Action:  Employers should revisit their hiring policies to ensure that no direct or indirect discrimination occurs.  Do you make employees fill out surveys or questionnaires?  What questions are asked or boxes are to be checked?  How is your application process structured?  Do you require an online test, such as a food-safety or bank teller test that may be inaccessible for persons with disabilities?

2. Protecting Vulnerable Workers, Including Immigrant, and Migrant Workers, and Underserved Communities from Discrimination

Focus: The EEOC will focus on employment issues involving immigrant and migrant workers, as well as persons perceived to be members of these groups and other underserved communities.

Action: EEOC district offices will identify vulnerable workers and underserved communities in particular areas.  Once identified, employers should assess whether they have workforce policies and practices that impact migrant workers or other underserved communities.

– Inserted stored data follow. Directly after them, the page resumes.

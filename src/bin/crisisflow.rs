//! crisisflow runtime
//!
//! Reads broker output as newline-delimited `StreamEnvelope` JSON on stdin
//! (`{"topic": "weather_risks" | "social_signals", "event": {...}}`), keeps
//! the event cache and derived views current, and snapshots the cache to
//! disk. Stops on stdin EOF or CTRL+C, after a final snapshot.
//!
//! Usage:
//!   cargo run --release --bin simulate | cargo run --release --bin crisisflow
//!
//! Environment variables: see `CrisisConfig::from_env`.

use crisisflow::engine::{CrisisEngine, SharedEngine};
use crisisflow::events::StreamEnvelope;
use crisisflow::ingestion::{ingest_channel, run_ingestion, IngestSender};
use crisisflow::persistence::{load_snapshot, open_backend, spawn_persistence_task};
use crisisflow::CrisisConfig;
use dotenv::dotenv;
use log::{error, info, warn};
use std::time::Duration;
use tokio::io::{AsyncBufReadExt, BufReader};

#[tokio::main(flavor = "current_thread")]
async fn main() -> Result<(), Box<dyn std::error::Error>> {
    dotenv().ok();
    env_logger::Builder::from_env(env_logger::Env::default().default_filter_or("info")).init();

    info!("🚀 crisisflow runtime");

    let config = CrisisConfig::from_env()?;
    info!("   ├─ Event cache: {} per stream", config.event_cache_size);
    info!("   ├─ Prediction window: {} events", config.prediction_window_size);
    info!("   ├─ Snapshot every {:?}", config.snapshot_interval);
    info!("   └─ Channel buffer: {} events", config.channel_buffer);

    // Restore before anything can ingest
    let mut backend = open_backend(&config)?;
    let snapshot = load_snapshot(backend.as_mut()).await;

    let mut engine = CrisisEngine::new(&config);
    engine.restore(snapshot);
    let engine = engine.into_shared();
    info!("✅ CrisisEngine created");

    let persistence =
        spawn_persistence_task(engine.clone(), backend, config.snapshot_interval).await;

    let (tx, rx) = ingest_channel(config.channel_buffer);
    let ingestion = tokio::spawn(run_ingestion(rx, engine.clone(), config.summary_interval_ms));

    let reporter = tokio::spawn(report_loop(
        engine.clone(),
        Duration::from_millis(config.summary_interval_ms.max(1000)),
    ));

    info!("🔄 Reading events from stdin (CTRL+C to stop)");

    tokio::select! {
        result = read_stdin(tx.clone()) => {
            match result {
                Ok(lines) => info!("📭 stdin closed after {} lines", lines),
                Err(e) => error!("❌ stdin reader failed: {}", e),
            }
        }
        signal = tokio::signal::ctrl_c() => {
            match signal {
                Ok(()) => warn!("⚠️  Received CTRL+C, shutting down..."),
                Err(e) => error!("❌ Failed to listen for CTRL+C: {}", e),
            }
        }
    }

    // Drain what is already queued, then stop
    if let Err(e) = tx.shutdown().await {
        warn!("⚠️  Ingestion already stopped: {}", e);
    }
    match ingestion.await {
        Ok(stats) => info!("   ├─ Ingested {} events ({} rejected)", stats.accepted, stats.rejected),
        Err(e) => error!("❌ Ingestion task failed: {}", e),
    }
    reporter.abort();

    persistence.shutdown().await;

    info!("✅ crisisflow stopped");
    Ok(())
}

/// Forward stdin lines into the ingestion channel; returns the line count
async fn read_stdin(tx: IngestSender) -> Result<u64, Box<dyn std::error::Error>> {
    let mut lines = BufReader::new(tokio::io::stdin()).lines();
    let mut count = 0u64;

    while let Some(line) = lines.next_line().await? {
        let line = line.trim();
        if line.is_empty() {
            continue;
        }
        count += 1;

        match serde_json::from_str::<StreamEnvelope>(line) {
            Ok(envelope) => tx.send_envelope(envelope).await?,
            Err(e) => warn!("⚠️  Skipping line {}: not a stream envelope ({})", count, e),
        }
    }

    Ok(count)
}

/// Periodically log a one-line view of every derived result
async fn report_loop(engine: SharedEngine, period: Duration) {
    let mut timer = tokio::time::interval(period);
    timer.tick().await;

    loop {
        timer.tick().await;

        let mut engine = engine.lock().await;
        if engine.is_empty() {
            continue;
        }

        let hotspots = engine.hotspots();
        let predictions = engine.predictions();
        let zones = engine.danger_zones();
        let metrics = engine.metrics();

        info!(
            "🗺️  {} hotspots | trend {} ({:.1} ev/h) | {} zones, {} critical, {} evacuations",
            hotspots.len(),
            predictions.metrics.trend.as_str(),
            predictions.metrics.velocity,
            zones.total_zones,
            zones.critical_zones,
            zones.evacuation_zones.len()
        );

        if let Some(next) = predictions.predictions.first() {
            info!(
                "🔮 {}-min outlook: {} ({:.1}%) near ({:.2}, {:.2}) - {}",
                next.time_horizon,
                next.severity.as_str(),
                next.probability,
                next.location.lat,
                next.location.lon,
                next.crisis_type
            );
        }

        info!(
            "📊 {:.2} ev/s (peak {:.2}) | {:.2}ms latency | {} processed | up {}s",
            metrics.events_per_second,
            metrics.peak_events_per_second,
            metrics.processing_latency_ms,
            metrics.total_events_processed,
            metrics.uptime_seconds
        );
    }
}
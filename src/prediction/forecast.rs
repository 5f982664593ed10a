//! Escalation forecast per time horizon

use super::fine_hotspots::FineHotspot;
use super::trend::Trend;
use crate::events::Location;
use crate::geo::round_to;
use serde::{Deserialize, Serialize};

/// Forecast horizons in minutes
pub const HORIZONS_MINUTES: [u32; 3] = [30, 60, 120];

/// Horizon at which the time factor reaches zero
const TIME_FACTOR_SPAN_MINUTES: f64 = 240.0;

/// Rough urban population exposed per active hotspot
const POPULATION_PER_HOTSPOT: f64 = 5000.0;

/// Acceleration (events/hour²) that shifts the base probability
const ACCELERATION_SHIFT_THRESHOLD: f64 = 10.0;
const ACCELERATION_SHIFT: f64 = 15.0;

/// Crisis type reported when no fine hotspot exists
pub const MULTI_HAZARD: &str = "multi-hazard";

#[derive(Debug, Clone, Copy, PartialEq, Eq, PartialOrd, Ord, Hash, Serialize, Deserialize)]
#[serde(rename_all = "lowercase")]
pub enum Severity {
    Low,
    Moderate,
    High,
    Critical,
}

impl Severity {
    pub fn from_probability(probability: f64) -> Self {
        if probability > 75.0 {
            Severity::Critical
        } else if probability > 50.0 {
            Severity::High
        } else if probability > 30.0 {
            Severity::Moderate
        } else {
            Severity::Low
        }
    }

    pub fn as_str(&self) -> &'static str {
        match self {
            Severity::Low => "low",
            Severity::Moderate => "moderate",
            Severity::High => "high",
            Severity::Critical => "critical",
        }
    }
}

#[derive(Debug, Clone, PartialEq, Serialize, Deserialize)]
pub struct CrisisPrediction {
    pub time_horizon: u32,
    pub probability: f64,
    pub confidence: f64,
    pub severity: Severity,
    pub affected_population: u64,
    pub key_factors: Vec<String>,
    pub recommended_actions: Vec<String>,
    pub location: Location,
    pub crisis_type: String,
}

/// Everything the forecast depends on, computed once per cycle
#[derive(Debug, Clone)]
pub struct ForecastInputs<'a> {
    pub velocity: f64,
    pub trend: Trend,
    pub acceleration: f64,
    /// Events in the prediction window
    pub event_count: usize,
    /// Fine hotspots, most intense first
    pub hotspots: &'a [FineHotspot],
    /// Critical-urgency social reports currently in the event cache
    pub critical_reports: usize,
}

/// Starting probability for a trend, shifted by strong acceleration
pub fn base_probability(trend: Trend, acceleration: f64) -> f64 {
    let base: f64 = match trend {
        Trend::EscalatingRapidly => 85.0,
        Trend::Escalating => 70.0,
        Trend::Stable => 40.0,
        Trend::Decreasing => 20.0,
    };

    let shifted = if acceleration > ACCELERATION_SHIFT_THRESHOLD {
        base + ACCELERATION_SHIFT
    } else if acceleration < -ACCELERATION_SHIFT_THRESHOLD {
        base - ACCELERATION_SHIFT
    } else {
        base
    };

    shifted.clamp(0.0, 100.0)
}

/// Unrounded escalation probability; non-increasing in `horizon_minutes`
pub fn escalation_probability(trend: Trend, acceleration: f64, horizon_minutes: u32) -> f64 {
    let time_factor = 1.0 - horizon_minutes as f64 / TIME_FACTOR_SPAN_MINUTES;
    base_probability(trend, acceleration) * (0.5 + 0.5 * time_factor)
}

/// More events give more confidence; stable trends are discounted
pub fn confidence(event_count: usize, trend: Trend) -> f64 {
    let confidence = (event_count as f64 / 2.0).min(100.0);
    if trend == Trend::Stable {
        confidence * 0.8
    } else {
        confidence
    }
}

/// One prediction per horizon in `HORIZONS_MINUTES`
pub fn predict_escalation(inputs: &ForecastInputs<'_>) -> Vec<CrisisPrediction> {
    let factors = key_factors(inputs);
    let confidence = round_to(confidence(inputs.event_count, inputs.trend), 1);

    let (location, crisis_type) = match inputs.hotspots.first() {
        Some(top) => (Location::new(top.lat, top.lon), top.primary_type.clone()),
        None => (Location::new(0.0, 0.0), MULTI_HAZARD.to_string()),
    };

    HORIZONS_MINUTES
        .iter()
        .map(|&horizon| {
            let probability = escalation_probability(inputs.trend, inputs.acceleration, horizon);
            let severity = Severity::from_probability(probability);
            let affected_population = (inputs.hotspots.len() as f64
                * POPULATION_PER_HOTSPOT
                * (probability / 100.0))
                .round() as u64;

            CrisisPrediction {
                time_horizon: horizon,
                probability: round_to(probability, 1),
                confidence,
                severity,
                affected_population,
                key_factors: factors.clone(),
                recommended_actions: recommended_actions(severity, horizon),
                location: location.clone(),
                crisis_type: crisis_type.clone(),
            }
        })
        .collect()
}

fn key_factors(inputs: &ForecastInputs<'_>) -> Vec<String> {
    let mut factors = Vec::new();

    if inputs.velocity > 20.0 {
        factors.push(format!("Event velocity: {:.1} events/hour", inputs.velocity));
    }
    if inputs.acceleration > 5.0 {
        factors.push(format!("Accelerating at {:.1} events/hour²", inputs.acceleration));
    }
    if inputs.critical_reports > 20 {
        factors.push(format!("{} critical reports active", inputs.critical_reports));
    }
    if inputs.hotspots.len() > 3 {
        factors.push(format!("{} geographic hotspots detected", inputs.hotspots.len()));
    }

    if factors.is_empty() {
        factors.push(format!(
            "Activity trend {} across {} events",
            inputs.trend.as_str(),
            inputs.event_count
        ));
    }

    factors
}

fn recommended_actions(severity: Severity, horizon_minutes: u32) -> Vec<String> {
    let actions: &[&str] = match severity {
        Severity::Critical | Severity::High if horizon_minutes <= 30 => &[
            "Initiate emergency response protocols",
            "Pre-deploy resources to hotspot areas",
            "Issue immediate evacuation orders",
        ],
        Severity::Critical | Severity::High => &[
            "Initiate emergency response protocols",
            "Pre-deploy resources to hotspot areas",
        ],
        Severity::Moderate => &["Increase monitoring frequency", "Alert response teams"],
        Severity::Low => &["Continue standard monitoring"],
    };

    actions.iter().map(|a| a.to_string()).collect()
}
//! Signature catalog: the ordered table of composite service signatures
//!
//! The built-in table is compiled in; a replacement can be loaded from a JSON
//! array of `{ "name", "required", "optional" }` objects. Either way the
//! catalog goes through `validate()` once before it is used for matching.

use once_cell::sync::Lazy;
use serde::{Deserialize, Serialize};
use std::path::Path;
use tracing::debug;

use nsight_common::{NsightError, NsightResult, Port, Signature};

/// (name, required, optional)
type Entry = (&'static str, &'static [Port], &'static [Port]);

/// Built-in signatures, reported in this order.
const BUILTIN_ENTRIES: &[Entry] = &[
    ("SMB / NetBIOS file share", &[139, 445], &[]),
    (
        "Active Directory Domain Controller",
        &[53, 88, 389, 445, 464],
        &[636, 3268, 3269, 5985, 9389],
    ),
    ("Windows RPC services (EPM + dynamic RPC)", &[135], &[]),
    ("Windows Remote Management / WinRM", &[5985], &[5986]),
    ("NFS server (rpcbind + nfsd)", &[111, 2049], &[20048, 4045, 4049]),
    ("FTP", &[21], &[20]),
    ("Mail stack (SMTP + POP)", &[25, 110], &[]),
    ("Mail stack (SMTP + IMAP)", &[25, 143], &[]),
    ("Mail stack (SMTP + IMAPS)", &[25, 993], &[]),
    ("SIP / VoIP server", &[5060], &[]),
    ("Network printer (JetDirect + LPD)", &[515, 9100], &[]),
    ("Oracle Database", &[1521], &[1522, 2483, 2484]),
    ("MySQL / MariaDB", &[3306], &[33060]),
    ("Microsoft SQL Server", &[1433], &[]),
    ("PostgreSQL", &[5432], &[5433]),
    // Db2 listens on a whole range above 50000; only the bounds are listed.
    ("IBM Db2 Database", &[50000], &[50001, 50050]),
    (
        "SAP NetWeaver Application Server",
        &[3200, 3300],
        &[3600, 8000, 8001, 3299],
    ),
    ("Elasticsearch", &[9200], &[9300]),
    // TODO: add syslog on UDP/514 once signatures can carry UDP ports.
    ("Splunk Enterprise", &[8000, 8089, 9997], &[8088]),
    ("VMware vCenter Server", &[443], &[5480, 902]),
    ("MongoDB Database", &[27017], &[27018, 27019]),
    ("Redis", &[6379], &[26379, 16379]),
    ("Apache Cassandra", &[9042], &[7000, 9160]),
];

static BUILTIN: Lazy<SignatureCatalog> = Lazy::new(|| SignatureCatalog {
    signatures: BUILTIN_ENTRIES
        .iter()
        .map(|(name, required, optional)| {
            Signature::new(*name, required.iter().copied())
                .with_optional(optional.iter().copied())
        })
        .collect(),
});

/// Ordered, read-only list of signatures.
#[derive(Debug, Clone, PartialEq, Eq, Serialize, Deserialize)]
#[serde(transparent)]
pub struct SignatureCatalog {
    signatures: Vec<Signature>,
}

impl SignatureCatalog {
    /// Wrap signatures as-is; call `validate()` before matching.
    #[must_use]
    pub fn new(signatures: Vec<Signature>) -> Self {
        Self { signatures }
    }

    /// The compiled-in catalog.
    #[must_use]
    pub fn builtin() -> Self {
        BUILTIN.clone()
    }

    pub fn from_json_str(json: &str) -> NsightResult<Self> {
        let catalog: Self = serde_json::from_str(json)?;
        debug!("Parsed {} signature(s) from JSON", catalog.len());
        Ok(catalog)
    }

    pub fn from_json_file<P: AsRef<Path>>(path: P) -> NsightResult<Self> {
        let path = path.as_ref();
        let json = std::fs::read_to_string(path)?;
        Self::from_json_str(&json).map_err(|e| match e {
            NsightError::Json(err) => {
                NsightError::Catalog(format!("{}: {}", path.display(), err))
            }
            other => other,
        })
    }

    /// Reject catalogs that would produce meaningless matches.
    pub fn validate(&self) -> NsightResult<()> {
        if self.signatures.is_empty() {
            return Err(NsightError::Catalog("catalog has no signatures".to_string()));
        }

        for sig in &self.signatures {
            if sig.name.trim().is_empty() {
                return Err(NsightError::invalid_signature(
                    &sig.name,
                    "name must not be empty",
                ));
            }
            if sig.required.is_empty() {
                return Err(NsightError::invalid_signature(
                    &sig.name,
                    "at least one required port is needed",
                ));
            }
            if sig.required.contains(&0) || sig.optional.contains(&0) {
                return Err(NsightError::invalid_signature(&sig.name, "port 0 is not valid"));
            }
            if let Some(port) = sig.required.intersection(&sig.optional).next() {
                return Err(NsightError::invalid_signature(
                    &sig.name,
                    format!("port {} is both required and optional", port),
                ));
            }
        }
        Ok(())
    }

    #[inline]
    #[must_use]
    pub fn len(&self) -> usize {
        self.signatures.len()
    }

    #[inline]
    #[must_use]
    pub fn is_empty(&self) -> bool {
        self.signatures.is_empty()
    }

    pub fn iter(&self) -> std::slice::Iter<'_, Signature> {
        self.signatures.iter()
    }
}

impl Default for SignatureCatalog {
    fn default() -> Self {
        Self::builtin()
    }
}

impl<'a> IntoIterator for &'a SignatureCatalog {
    type Item = &'a Signature;
    type IntoIter = std::slice::Iter<'a, Signature>;

    fn into_iter(self) -> Self::IntoIter {
        self.signatures.iter()
    }
}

3. Addressing Selected Emerging and Developing Issues

Focus: The EEOC has identified the following areas as trending areas of concern (a) inflexible leave policies that discriminate against individuals with disabilities; (b) pregnancy-related limitations under the Americans with Disabilities Act Amendments Act and the Pregnancy Discrimination Act; (c) discrimination against the LGBTQ community; (d) employment relationships and workplace civil rights protections in light of the increasing complexity of employment relationships and structures-including temporary workers, staffing agencies, independent contractors, and the on-demand economy; (e) discriminatory practices against those who are Muslim or Sikh, or persons of Arab, Middle Eastern or South Asian descent, as well as persons perceived to be members of these groups.

Action: Employers should be sure to analyze the possibility of leave as a reasonable accommodation for employees who are unable to work due to a disability (but who may recover with additional leave).  Employers should think about workplace training and education involving discrimination against the above-specified communities.  Employers should also assess the types of employer-employee relationships they currently have, including whether they have independent contractors or temporary/seasonal workers that may be entitled to protection under various employment laws.

4. Ensuring Equal Pay Protections for All Workers Focus: The EEOC will continue to focus on compensation systems and practices that discriminate based on sex, race, religion, ethnicity, age, disabilities, etc.

Action: Employers should review their current compensation policies to ensure that all employees are receiving the pay to which they are entitled.

5. Preserving Access to the Legal System

Focus: The EEOC will focus on employer policies that impede employees’ abilities to exercise their rights under various employment statutes.  For example, overly broad waivers, releases, and mandatory arbitration provisions; employers’ failures to maintain and retain applicant and employee data and records required by EEOC regulations; and retaliatory practices that effectively dissuade others in the workplace from exercising their rights.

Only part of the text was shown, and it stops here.